PII that is at a high impact level for some may be at a low impact level for others. Each organization will have different needs depending on the types of PII they are storing and how it is organized.
For example, Social Security numbers are more sensitive than phone numbers, so they may be categorized at a high confidentiality impact level. In addition, a breach involving the information of 20 people will likely be less impactful than one involving 200,000 people, which may change how organizations stratify risk.
When a PII breach occurs, businesses are required to report the incident. But data breach notification laws vary state-by-state, and some experts argue that businesses receive too much leniency when it comes to notifying the public and the government.
In June, US lawmakers introduced legislation that would require businesses to notify the government within 24 hours of a data breach.
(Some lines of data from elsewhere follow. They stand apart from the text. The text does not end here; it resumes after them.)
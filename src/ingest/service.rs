//! Ingestion Service
//!
//! Accepts one ball payload, persists it and runs the detections it
//! triggers. Order of work:
//!
//! 1. validate the payload
//! 2. in one store transaction: read the phase, check for a duplicate
//!    (when deduplication is on), check the lifecycle transition (when
//!    enforced), insert and store the new phase
//! 3. over / innings / match detection

use std::sync::Arc;

use serde::Serialize;
use tracing::{debug, info, warn};

use super::triggers::Triggers;
use crate::detector::PatternDetector;
use crate::store::{BallWrite, Store, StoreError};
use crate::types::{BallPayload, MatchPhase, PatternMatch, TransitionError};

/// Ingestion behavior switches
#[derive(Debug, Clone)]
pub struct IngestConfig {
    /// Treat a repeated (match_id, ball_number) as already ingested
    pub dedupe_balls: bool,
    /// Reject statuses that are impossible for the match's phase
    pub enforce_lifecycle: bool,
}

impl Default for IngestConfig {
    fn default() -> Self {
        Self {
            dedupe_balls: true,
            enforce_lifecycle: true,
        }
    }
}

/// Result type for ingestion
pub type IngestResult<T> = Result<T, IngestError>;

/// Errors that can occur while ingesting a ball
#[derive(Debug, thiserror::Error)]
pub enum IngestError {
    #[error("invalid payload: {0}")]
    Validation(String),
    #[error(transparent)]
    Transition(#[from] TransitionError),
    #[error(transparent)]
    Store(#[from] StoreError),
}

/// What happened to an ingested ball
#[derive(Debug, Clone, PartialEq, Eq, Serialize)]
pub struct IngestOutcome {
    pub ball_id: i64,
    pub duplicate: bool,
    pub phase: MatchPhase,
    pub patterns: Vec<PatternMatch>,
}

/// Ball ingestion over a shared store
#[derive(Clone)]
pub struct IngestService {
    store: Arc<Store>,
    detector: PatternDetector,
    config: IngestConfig,
}

impl IngestService {
    pub fn new(store: Arc<Store>, config: IngestConfig) -> Self {
        let detector = PatternDetector::new(store.clone());
        Self {
            store,
            detector,
            config,
        }
    }

    pub fn store(&self) -> &Arc<Store> {
        &self.store
    }

    pub fn config(&self) -> &IngestConfig {
        &self.config
    }

    /// Ingest one ball
    pub fn ingest(&self, payload: BallPayload) -> IngestResult<IngestOutcome> {
        let (ball, status) = payload.validate().map_err(IngestError::Validation)?;

        let write = self.store.record_ball(
            &ball,
            &status,
            self.config.dedupe_balls,
            self.config.enforce_lifecycle,
        )?;
        let (ball_id, next) = match write {
            BallWrite::Duplicate { id, phase } => {
                debug!(
                    match_id = %ball.match_id,
                    ball_number = ball.ball_number,
                    "duplicate ball ignored"
                );
                return Ok(duplicate(id, phase));
            }
            BallWrite::Rejected(err) => {
                warn!(
                    match_id = %ball.match_id,
                    ball_number = ball.ball_number,
                    error = %err,
                    "rejected ball"
                );
                return Err(err.into());
            }
            BallWrite::Inserted {
                id,
                phase,
                violation,
            } => {
                if let Some(err) = violation {
                    warn!(match_id = %ball.match_id, error = %err, "lifecycle violation accepted");
                }
                (id, phase)
            }
        };

        info!(
            match_id = %ball.match_id,
            ball_number = ball.ball_number,
            runs = ball.runs,
            status = %status,
            phase = %next,
            "ball ingested"
        );

        let triggers = Triggers::for_ball(ball.ball_number, &status);
        let mut patterns = Vec::new();

        if let Some(over) = triggers.over {
            if let Some(found) = self.detector.detect_over(&ball.match_id, over)? {
                patterns.push(found);
            }
        }
        if triggers.innings {
            patterns.push(self.detector.detect_innings(&ball.match_id)?);
        }
        if triggers.full_match {
            patterns.push(self.detector.detect_match(&ball.match_id)?);
        }

        Ok(IngestOutcome {
            ball_id,
            duplicate: false,
            phase: next,
            patterns,
        })
    }
}

fn duplicate(ball_id: i64, phase: MatchPhase) -> IngestOutcome {
    IngestOutcome {
        ball_id,
        duplicate: true,
        phase,
        patterns: Vec::new(),
    }
}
Currently, many states do not have strict deadlines for when businesses have to report a breach to the government.
Safeguarding your organization’s data
Patients trust their healthcare providers to protect them by delivering life-saving surgeries, preventive care, and emergency services. But providers and health plans have an obligation under HIPAA to protect their patients’ sensitive data as well.
Over 500 healthcare providers fell victim to ransomware attacks in 2020. Ransomware attacks and data breaches that result from unauthorized access and poor cyber hygiene are extremely costly and can be damaging to a healthcare provider’s reputation. In addition, data breaches put patients at risk of identity theft and financial fraud.
To protect PHI, covered entities must enact administrative, physical, and technical safeguards. Administrative safeguards involve managing workforce conduct in relation to PHI and maintaining policies and procedures to maintain proper data security.
The rule also requires organizations to maintain physical safeguards by employing defenses against natural disasters and unauthorized access to PHI through physical measures, policies, and procedures.
Enacting technical safeguards requires entities to implement strong cybersecurity protocols and control digital access. NIST recommends installing antivirus software, keeping computers patched, and prohibiting the use of personal devices on an organization’s network.
It is equally critical to educate employees on common phishing tactics and cyber hygiene practices to avoid compromising the network.
The processes of protecting PII and PHI are largely the same. Keeping systems up to date and employing strict cybersecurity standards is crucial no matter what type of sensitive information an organization may have. However, the aftermath of a data breach containing PHI may look slightly different. HIPAA covered entities have a particular obligation to protect PHI, and patient safety is at stake.
Understanding the difference between PII and PHI is an essential step to guaranteeing data security and maintaining HIPAA compliance. Healthcare organizations that can recognize the complexities of the two may be able to save money, time, and headaches, while shielding patients from harm.